### WHAT THE TASK REQUIRES
Lines from the line with "pre-update state, and" to the line with "impl Default for ReconcileConfig" in the entries below, and only those, must be output exactly, with both ends included.
PROVIDED INFORMATION section start
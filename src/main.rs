mod classify;
mod config;
mod error;
mod export;
mod llm;
mod memory;
mod notify;
mod orchestrator;
mod records;
mod revise;

use std::sync::Arc;

use tokio::sync::watch;
use tracing::{info, Level};

use config::Settings;
use export::Exporter;
use llm::{Completion, LlmClient};
use memory::ArtifactStore;
use notify::Notifier;
use orchestrator::Orchestrator;
use records::AirtableStore;
use revise::ReviseEngine;

#[tokio::main]
async fn main() -> anyhow::Result<()> {
    tracing_subscriber::fmt()
        .with_max_level(Level::INFO)
        .init();

    // Load env; missing credentials are fatal before the loop starts
    let _ = dotenv::dotenv();
    let settings = Settings::from_env()?;
    info!(
        client = %settings.client_name,
        owner = %settings.owner,
        interval = ?settings.poll_interval,
        "settings loaded"
    );

    let store = Arc::new(AirtableStore::new(&settings)?);
    let llm: Arc<dyn Completion> = Arc::new(LlmClient::new(&settings)?);

    let memory = ArtifactStore::open(
        &settings.data_dir,
        settings.exclude_within_days,
        settings.top_k,
    )?;
    let stats = memory.stats();
    info!(
        entries = stats.total,
        avg_voice = stats.avg_voice_quality,
        avg_quality = stats.avg_post_quality,
        "artifact store ready"
    );

    let engine = ReviseEngine::new(llm, settings.client_name.clone());
    let exporter = Exporter::new(settings.export_path.clone());
    let notifier = Notifier::new(&settings)?;

    // Cooperative shutdown: ctrl-c flips the watch, the loop finishes the
    // current record and stops
    let (tx, rx) = watch::channel(false);
    tokio::spawn(async move {
        if tokio::signal::ctrl_c().await.is_ok() {
            info!("ctrl-c received, finishing current record");
            let _ = tx.send(true);
        }
    });

    let mut orchestrator = Orchestrator::new(
        store,
        engine,
        memory,
        exporter,
        notifier,
        settings.owner.clone(),
        settings.poll_interval,
    );
    orchestrator.run(rx).await
}
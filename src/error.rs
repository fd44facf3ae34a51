use thiserror::Error;

/// Failure categories the poll loop cares about. Everything here is scoped to
/// a single record — none of these terminate the loop.
#[derive(Debug, Error)]
pub enum PipelineError {
    /// Network or timeout failure that survived the bounded retries.
    #[error("transient failure: {0}")]
    Transient(String),

    /// The revision call returned content identical to the input, twice.
    /// The record is left untouched for manual inspection.
    #[error("revision made no progress for record {0}")]
    NoProgress(String),

    /// Record is missing a field the pipeline requires.
    #[error("malformed record {id}: missing field `{field}`")]
    Malformed { id: String, field: &'static str },
}
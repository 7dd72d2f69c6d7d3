//! Field-level catalog merging
//!
//! Merges freshly enriched records into the existing catalog. Major changes
//! bump the record's major version, snapshot the pre-update state, and
//! overwrite every evolving field; minor changes apply narrow, field-scoped
//! updates. Scores are stripped up front: they are recomputed downstream on
//! every pass, and a stale score from an older scoring algorithm must never
//! survive reconciliation.

use std::collections::{HashMap, HashSet};

use chrono::{DateTime, Utc};
use serde::{Deserialize, Serialize};
use tracing::{debug, info};

use crate::catalog::policy::apply_major_update;
use crate::catalog::record::{
    ChangelogEntry, ToolRecord, VersionSnapshot, dedup_preserving_order,
};
use crate::reconcile::change::{ChangeReport, ChangeThresholds, detect_major_update};

fn default_changelog_cap() -> usize {
    4
}

fn default_overlap_threshold() -> f64 {
    0.5
}

/// Reconciliation tuning.
#[derive(Debug, Clone, PartialEq, Serialize, Deserialize)]
#[serde(default)]
pub struct ReconcileConfig {
    /// Maximum changelog entries kept per tool.
    pub changelog_cap: usize,
    /// Feature-set overlap below which strengths/limitations refresh.
    pub feature_overlap_threshold: f64,
    pub thresholds: ChangeThresholds,
}

impl Default for ReconcileConfig {
    fn default() -> Self {
        Self {
            changelog_cap: default_changelog_cap(),
            feature_overlap_threshold: default_overlap_threshold(),
            thresholds: ChangeThresholds::default(),
        }
    }
}

#[derive(Debug, Clone, Serialize)]
pub struct MajorUpdate {
    pub tool: String,
    pub changes: ChangeReport,
}

#[derive(Debug, Clone, Serialize)]
pub struct MinorUpdate {
    pub tool: String,
}

#[derive(Debug, Clone, Serialize)]
pub struct ChangelogUpdate {
    pub tool: String,
    pub reasons: Vec<String>,
}

/// Audit log of one reconciliation pass.
#[derive(Debug, Default, Serialize)]
pub struct VersionLog {
    pub timestamp: Option<DateTime<Utc>>,
    pub major_updates: Vec<MajorUpdate>,
    pub minor_updates: Vec<MinorUpdate>,
    pub new_tools: Vec<String>,
    pub changelog_updates: Vec<ChangelogUpdate>,
}
use thiserror::Error;

#[derive(Debug, Error)]
pub enum CacheError {
    #[error("Database error: {0}")]
    Database(#[from] rusqlite::Error),

    #[error("Database lock poisoned")]
    LockPoisoned,

    #[error("Payload serialization error: {0}")]
    Payload(#[from] serde_json::Error),
}

#[derive(Debug, Error)]
pub enum ScrapeError {
    #[error("Network error: {0}")]
    Network(#[from] reqwest::Error),

    #[error("Invalid response: {0}")]
    InvalidResponse(String),
}

#[derive(Debug, Error)]
pub enum AnalysisError {
    #[error("Network error: {0}")]
    Network(#[from] reqwest::Error),

    #[error("Analysis credential missing")]
    MissingCredential,

    #[error("Invalid response: {0}")]
    InvalidResponse(String),
}
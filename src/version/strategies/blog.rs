//! Blog feed strategy
//!
//! Companies without a changelog often announce releases on their blog.
//! Probes the conventional feed locations, then scans the newest entries'
//! title and summary for a release announcement carrying a version token.

use regex::Regex;
use tracing::debug;

use crate::catalog::record::ToolRecord;
use crate::version::error::StrategyError;
use crate::version::extract::VersionExtractor;
use crate::version::resolver::{
    StrategyKind, VersionMetadata, VersionQueryResult, VersionStrategy,
};
use crate::version::strategies::USER_AGENT;

/// Newest feed entries scanned per feed.
const ENTRY_SCAN_LIMIT: usize = 5;

/// Words that mark an entry as a release announcement.
const RELEASE_KEYWORDS: [&str; 4] = ["release", "version", "launch", "announcing"];

pub struct BlogFeedStrategy {
    client: reqwest::Client,
    extractor: VersionExtractor,
    item_re: Regex,
    title_re: Regex,
    summary_re: Regex,
    link_re: Regex,
    published_re: Regex,
    tag_strip_re: Regex,
}

impl BlogFeedStrategy {
    pub fn new() -> Self {
        Self {
            client: reqwest::Client::builder()
                .user_agent(USER_AGENT)
                .build()
                .expect("Failed to create HTTP client"),
            extractor: VersionExtractor::new(),
            // RSS <item> and Atom <entry> blocks.
            item_re: Regex::new(r"(?is)<item[^>]*>(.*?)</item>|<entry[^>]*>(.*?)</entry>")
                .unwrap(),
            title_re: Regex::new(r"(?is)<title[^>]*>(.*?)</title>").unwrap(),
            summary_re: Regex::new(
                r"(?is)<summary[^>]*>(.*?)</summary>|<description[^>]*>(.*?)</description>",
            )
            .unwrap(),
            link_re: Regex::new(r"(?is)<link[^>]*>([^<]+)</link>").unwrap(),
            published_re: Regex::new(
                r"(?is)<pubDate[^>]*>(.*?)</pubDate>|<published[^>]*>(.*?)</published>",
            )
            .unwrap(),
            tag_strip_re: Regex::new(r"<[^>]+>").unwrap(),
        }
    }

    /// Conventional feed locations for a blog URL.
    fn feed_candidates(blog_url: &str) -> Vec<String> {
        vec![
            format!("{}/feed", blog_url),
            format!("{}/rss", blog_url),
            format!("{}/blog/feed", blog_url),
            format!("{}.rss", blog_url.trim_end_matches('/')),
        ]
    }

    fn strip_tags(&self, text: &str) -> String {
        self.tag_strip_re.replace_all(text, " ").to_string()
    }

    fn first_capture(captures: &regex::Captures<'_>) -> String {
        captures
            .get(1)
            .or_else(|| captures.get(2))
            .map(|m| m.as_str().trim().to_string())
            .unwrap_or_default()
    }

    /// Scan one feed body for a release announcement.
    fn scan_feed(&self, body: &str, feed_url: &str) -> Option<VersionQueryResult> {
        for item in self.item_re.captures_iter(body).take(ENTRY_SCAN_LIMIT) {
            let block = item
                .get(1)
                .or_else(|| item.get(2))
                .map(|m| m.as_str())
                .unwrap_or_default();

            let title = self
                .title_re
                .captures(block)
                .map(|c| self.strip_tags(&c[1]))
                .unwrap_or_default();
            let summary = self
                .summary_re
                .captures(block)
                .map(|c| self.strip_tags(&Self::first_capture(&c)))
                .unwrap_or_default();

            let text = format!("{} {}", title, summary);
            let lowered = text.to_lowercase();
            if !RELEASE_KEYWORDS.iter().any(|kw| lowered.contains(kw)) {
                continue;
            }

            if let Some(version) = self.extractor.extract(&text) {
                return Some(VersionQueryResult {
                    version,
                    strategy: StrategyKind::BlogFeed,
                    metadata: VersionMetadata {
                        release_date: self
                            .published_re
                            .captures(block)
                            .map(|c| Self::first_capture(&c)),
                        release_url: self
                            .link_re
                            .captures(block)
                            .map(|c| c[1].trim().to_string()),
                        notes_excerpt: Some(title.trim().to_string()),
                        source_url: Some(feed_url.to_string()),
                        found_in: Some("feed_entry".to_string()),
                    },
                });
            }
        }

        None
    }
}

impl Default for BlogFeedStrategy {
    fn default() -> Self {
        Self::new()
    }
}

#[async_trait::async_trait]
impl VersionStrategy for BlogFeedStrategy {
    fn kind(&self) -> StrategyKind {
        StrategyKind::BlogFeed
    }

    /// Probes each candidate feed location in turn. Unreachable candidates
    /// are skipped (a blog rarely serves more than one of them), so the
    /// strategy only reports empty-handed, never a hard failure, unless the
    /// tool has no blog URL at all.
    async fn probe(
        &self,
        tool: &ToolRecord,
    ) -> Result<Option<VersionQueryResult>, StrategyError> {
        let Some(blog_url) = tool.blog_url.as_deref() else {
            return Ok(None);
        };

        for feed_url in Self::feed_candidates(blog_url) {
            let response = match self.client.get(&feed_url).send().await {
                Ok(response) if response.status().is_success() => response,
                Ok(response) => {
                    debug!("feed {} returned {}", feed_url, response.status());
                    continue;
                }
                Err(err) => {
                    debug!("feed {} unreachable: {}", feed_url, err);
                    continue;
                }
            };

            let body = match response.text().await {
                Ok(body) => body,
                Err(err) => {
                    debug!("feed {} body read failed: {}", feed_url, err);
                    continue;
                }
            };

            if let Some(result) = self.scan_feed(&body, &feed_url) {
                return Ok(Some(result));
            }
        }

        Ok(None)
    }
}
PROVIDED INFORMATION section end
### OUTPUT
//! bump the record's major version, snapshot the pre-update state, and
//! overwrite every evolving field; minor changes apply narrow, field-scoped
//! updates. Scores are stripped up front: they are recomputed downstream on
//! every pass, and a stale score from an older scoring algorithm must never
//! survive reconciliation.

use std::collections::{HashMap, HashSet};

use chrono::{DateTime, Utc};
use serde::{Deserialize, Serialize};
use tracing::{debug, info};

use crate::catalog::policy::apply_major_update;
use crate::catalog::record::{
    ChangelogEntry, ToolRecord, VersionSnapshot, dedup_preserving_order,
};
use crate::reconcile::change::{ChangeReport, ChangeThresholds, detect_major_update};

fn default_changelog_cap() -> usize {
    4
}

fn default_overlap_threshold() -> f64 {
    0.5
}

/// Reconciliation tuning.
#[derive(Debug, Clone, PartialEq, Serialize, Deserialize)]
#[serde(default)]
pub struct ReconcileConfig {
    /// Maximum changelog entries kept per tool.
    pub changelog_cap: usize,
    /// Feature-set overlap below which strengths/limitations refresh.
    pub feature_overlap_threshold: f64,
    pub thresholds: ChangeThresholds,
}

impl Default for ReconcileConfig {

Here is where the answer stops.